Stored dataset items
--- --- ---

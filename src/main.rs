//! CaseDesk command-line interface.

use std::path::PathBuf;
use std::sync::Arc;

use anyhow::Context;
use chrono::NaiveDate;
use clap::{Parser, Subcommand};
use uuid::Uuid;

use casedesk::config::AppConfig;
use casedesk::db::{
    CaseRecord, ContactProfileRecord, CreateCaseParams, CreateContactProfileParams, Database,
    ProfileKind, UpdateCaseParams, connect_from_config,
};
use casedesk::hooks::{PostInstallOutcome, run_post_install};
use casedesk::legal::CaseOrigin;
use casedesk::legal::constants::{CaseType, EntityType, Language, PartyStatus, Sex};
use casedesk::legal::terminology::app_menu_name;
use casedesk::settings::{DEFAULT_SETTINGS_PATH, Settings};

#[derive(Parser)]
#[command(name = "casedesk", version, about = "Law-office case and matter tracker")]
struct Cli {
    /// Path to the settings file.
    #[arg(long, global = true, default_value = DEFAULT_SETTINGS_PATH)]
    settings: PathBuf,

    #[command(subcommand)]
    command: Command,
}

#[derive(Subcommand)]
enum Command {
    /// Initialize the database and run the post-install hook.
    Init,
    /// Case and matter records.
    #[command(subcommand)]
    Case(CaseCommand),
    /// Client and lead intake profiles.
    #[command(subcommand)]
    Contact(ContactCommand),
    /// Administrative maintenance.
    #[command(subcommand)]
    Admin(AdminCommand),
}

#[derive(Subcommand)]
enum CaseCommand {
    /// Create a case or matter.
    Create {
        title: String,
        /// Entry point the record is filed under; sets the default tag when
        /// no explicit --tag is given.
        #[arg(long, value_enum)]
        origin: Option<CaseOrigin>,
        /// Manually chosen office file number; locked once accepted.
        #[arg(long)]
        file_number: Option<i64>,
        /// Accept a file number beyond max+1 (leaves a gap).
        #[arg(long)]
        bypass_sequence_check: bool,
        #[arg(long)]
        court_name: Option<String>,
        #[arg(long)]
        court_circle: Option<String>,
        #[arg(long)]
        filing_date: Option<NaiveDate>,
        #[arg(long)]
        first_degree_case_number: Option<String>,
        #[arg(long)]
        second_degree_case_number: Option<String>,
        #[arg(long, value_enum)]
        case_type: Option<CaseType>,
        #[arg(long, value_enum)]
        client_status: Option<PartyStatus>,
        #[arg(long, value_enum)]
        opponent_status: Option<PartyStatus>,
        #[arg(long)]
        opponent_name: Option<String>,
        #[arg(long)]
        opponent_address: Option<String>,
        #[arg(long)]
        opponent_phone: Option<String>,
        #[arg(long)]
        opponent_attorney_name: Option<String>,
        #[arg(long)]
        opponent_attorney_phone: Option<String>,
        /// May be given multiple times; explicit tags suppress the origin
        /// default.
        #[arg(long = "tag")]
        tags: Vec<String>,
    },
    /// List all cases.
    List,
    /// Show one case in full.
    Show { id: Uuid },
    /// Allocate and lock the next free office file number.
    NextNumber { id: Uuid },
    /// Set the office file number manually.
    SetNumber {
        id: Uuid,
        number: i64,
        /// Accept a file number beyond max+1 (leaves a gap).
        #[arg(long)]
        bypass_sequence_check: bool,
    },
    /// Delete a case.
    Delete { id: Uuid },
}

#[derive(Subcommand)]
enum ContactCommand {
    /// Add a contact or lead profile.
    Add {
        name: String,
        #[arg(long, value_enum, default_value = "contact")]
        kind: ProfileKind,
        #[arg(long)]
        client_open_date: Option<NaiveDate>,
        #[arg(long)]
        name_en: Option<String>,
        #[arg(long)]
        nationality: Option<String>,
        #[arg(long)]
        residence_country: Option<String>,
        #[arg(long)]
        national_id: Option<String>,
        #[arg(long)]
        passport_number: Option<String>,
        #[arg(long)]
        birth_date: Option<NaiveDate>,
        #[arg(long, value_enum)]
        sex: Option<Sex>,
        #[arg(long, value_enum)]
        preferred_language: Option<Language>,
        #[arg(long)]
        communication_preferences: Option<String>,
        #[arg(long)]
        representative: Option<String>,
        #[arg(long)]
        representative_title: Option<String>,
        #[arg(long, value_enum)]
        entity_type: Option<EntityType>,
        #[arg(long)]
        commercial_register_no: Option<String>,
        #[arg(long)]
        tax_registration_number: Option<String>,
        #[arg(long)]
        company_activity: Option<String>,
    },
    /// List profiles, optionally restricted to one kind.
    List {
        #[arg(long, value_enum)]
        kind: Option<ProfileKind>,
    },
}

#[derive(Subcommand)]
enum AdminCommand {
    /// Assign sequential office file numbers to every case missing one.
    BackfillFileNumbers,
}

#[tokio::main]
async fn main() -> anyhow::Result<()> {
    dotenvy::dotenv().ok();
    tracing_subscriber::fmt()
        .with_env_filter(tracing_subscriber::EnvFilter::from_default_env())
        .init();

    let cli = Cli::parse();
    let settings = Settings::load(&cli.settings)?;
    let config = AppConfig::resolve(&settings)?;
    let db = connect_from_config(&config.database)
        .await
        .context("failed to open database")?;

    match cli.command {
        Command::Init => run_init(&db, &config).await,
        Command::Case(cmd) => run_case(&db, cmd).await,
        Command::Contact(cmd) => run_contact(&db, cmd).await,
        Command::Admin(cmd) => run_admin(&db, cmd).await,
    }
}

async fn run_init(db: &Arc<dyn Database>, config: &AppConfig) -> anyhow::Result<()> {
    // Migrations already ran while connecting; only the hook remains.
    let outcome = run_post_install(db.as_ref()).await?;
    match outcome {
        PostInstallOutcome::DeactivatedConflictingModule => {
            println!("initialized; deactivated conflicting companion module");
        }
        PostInstallOutcome::NothingToDo => println!("initialized"),
        PostInstallOutcome::AlreadyRan => println!("already initialized"),
    }
    println!("menu: {}", app_menu_name(config.menu_language));
    Ok(())
}

async fn run_case(db: &Arc<dyn Database>, cmd: CaseCommand) -> anyhow::Result<()> {
    match cmd {
        CaseCommand::Create {
            title,
            origin,
            file_number,
            bypass_sequence_check,
            court_name,
            court_circle,
            filing_date,
            first_degree_case_number,
            second_degree_case_number,
            case_type,
            client_status,
            opponent_status,
            opponent_name,
            opponent_address,
            opponent_phone,
            opponent_attorney_name,
            opponent_attorney_phone,
            tags,
        } => {
            let params = CreateCaseParams {
                title,
                origin,
                office_file_number: file_number,
                bypass_sequence_check,
                court_name,
                court_circle,
                filing_date,
                first_degree_case_number,
                second_degree_case_number,
                case_type,
                client_status,
                opponent_status,
                opponent_name,
                opponent_address,
                opponent_phone,
                opponent_attorney_name,
                opponent_attorney_phone,
                tags,
            };
            let record = db.create_case(&params).await?;
            print_case(&record);
        }
        CaseCommand::List => {
            let cases = db.list_cases().await?;
            if cases.is_empty() {
                println!("no cases");
            }
            for case in &cases {
                println!(
                    "{}  #{}  {}",
                    case.id,
                    case.office_file_number
                        .map_or_else(|| "-".to_string(), |n| n.to_string()),
                    case.title
                );
            }
        }
        CaseCommand::Show { id } => match db.get_case(id).await? {
            Some(record) => print_case(&record),
            None => anyhow::bail!("case {id} not found"),
        },
        CaseCommand::NextNumber { id } => {
            let record = db.assign_next_file_number(id).await?;
            match record.office_file_number {
                Some(n) => println!("assigned office file number {n} to {}", record.id),
                None => anyhow::bail!("allocation returned a record without a number"),
            }
        }
        CaseCommand::SetNumber {
            id,
            number,
            bypass_sequence_check,
        } => {
            let params = UpdateCaseParams {
                office_file_number: Some(Some(number)),
                bypass_sequence_check,
                ..UpdateCaseParams::default()
            };
            match db.update_case(id, &params).await? {
                Some(record) => print_case(&record),
                None => anyhow::bail!("case {id} not found"),
            }
        }
        CaseCommand::Delete { id } => {
            if db.delete_case(id).await? {
                println!("deleted {id}");
            } else {
                anyhow::bail!("case {id} not found");
            }
        }
    }
    Ok(())
}

async fn run_contact(db: &Arc<dyn Database>, cmd: ContactCommand) -> anyhow::Result<()> {
    match cmd {
        ContactCommand::Add {
            name,
            kind,
            client_open_date,
            name_en,
            nationality,
            residence_country,
            national_id,
            passport_number,
            birth_date,
            sex,
            preferred_language,
            communication_preferences,
            representative,
            representative_title,
            entity_type,
            commercial_register_no,
            tax_registration_number,
            company_activity,
        } => {
            let params = CreateContactProfileParams {
                name,
                client_open_date,
                name_en,
                nationality,
                residence_country,
                national_id,
                passport_number,
                birth_date,
                sex,
                preferred_language,
                communication_preferences,
                representative,
                representative_title,
                entity_type,
                commercial_register_no,
                tax_registration_number,
                company_activity,
            };
            let record = db.create_contact_profile(kind, &params).await?;
            print_profile(&record);
        }
        ContactCommand::List { kind } => {
            let profiles = db.list_contact_profiles(kind).await?;
            if profiles.is_empty() {
                println!("no profiles");
            }
            for profile in &profiles {
                println!("{}  [{}]  {}", profile.id, profile.kind.as_str(), profile.name);
            }
        }
    }
    Ok(())
}

async fn run_admin(db: &Arc<dyn Database>, cmd: AdminCommand) -> anyhow::Result<()> {
    match cmd {
        AdminCommand::BackfillFileNumbers => {
            let summary = db.backfill_file_numbers().await?;
            match summary.highest_assigned {
                Some(highest) => println!(
                    "assigned {} office file number(s), highest {}",
                    summary.assigned, highest
                ),
                None => println!("all cases already numbered"),
            }
        }
    }
    Ok(())
}

fn print_case(case: &CaseRecord) {
    println!("id:                 {}", case.id);
    println!("title:              {}", case.title);
    println!(
        "office file number: {}{}",
        case.office_file_number
            .map_or_else(|| "(unassigned)".to_string(), |n| n.to_string()),
        if case.file_number_locked { " (locked)" } else { "" }
    );
    print_opt("court", case.court_name.as_deref());
    print_opt("court circle", case.court_circle.as_deref());
    if let Some(date) = case.filing_date {
        println!("filing date:        {date}");
    }
    print_opt(
        "1st degree no.",
        case.first_degree_case_number.as_deref(),
    );
    print_opt(
        "2nd degree no.",
        case.second_degree_case_number.as_deref(),
    );
    if let Some(case_type) = case.case_type {
        println!("case type:          {}", case_type.label());
    }
    if let Some(status) = case.client_status {
        println!("client status:      {}", status.label());
    }
    if let Some(status) = case.opponent_status {
        println!("opponent status:    {}", status.label());
    }
    print_opt("opponent", case.opponent_name.as_deref());
    print_opt("opponent address", case.opponent_address.as_deref());
    print_opt("opponent phone", case.opponent_phone.as_deref());
    print_opt("opp. attorney", case.opponent_attorney_name.as_deref());
    print_opt(
        "opp. attorney tel",
        case.opponent_attorney_phone.as_deref(),
    );
    if !case.tags.is_empty() {
        println!("tags:               {}", case.tags.join(", "));
    }
    println!("created:            {}", case.created_at);
}

fn print_profile(profile: &ContactProfileRecord) {
    println!("id:        {}", profile.id);
    println!("kind:      {}", profile.kind.as_str());
    println!("name:      {}", profile.name);
    print_opt("name (en)", profile.name_en.as_deref());
    if let Some(date) = profile.client_open_date {
        println!("opened:    {date}");
    }
    print_opt("nationality", profile.nationality.as_deref());
    print_opt("residence", profile.residence_country.as_deref());
    if let Some(lang) = profile.preferred_language {
        println!("language:  {}", lang.label());
    }
    if let Some(entity) = profile.entity_type {
        println!("entity:    {}", entity.label());
    }
    println!("created:   {}", profile.created_at);
}

fn print_opt(label: &str, value: Option<&str>) {
    if let Some(value) = value {
        println!("{label}: {value}");
    }
}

--- --- ---

**Activity**
Your answer should be the lines from the one containing "if let Some(date) = profile.client_open_date" through the last line of the records, repeated exactly and with nothing added.

**Solution below**
    if let Some(date) = profile.client_open_date {
        println!("opened:    {date}");
    }
    print_opt("nationality", profile.nationality.as_deref());
    print_opt("residence", profile.residence_country.as_deref());
    if let Some(lang) = profile.preferred_language {
        println!("language:  {}", lang.label());
    }
    if let Some(entity) = profile.entity_type {
        println!("entity:    {}", entity.label());
    }
    println!("created:   {}", profile.created_at);
}

fn print_opt(label: &str, value: Option<&str>) {
    if let Some(value) = value {
        println!("{label}: {value}");
    }
}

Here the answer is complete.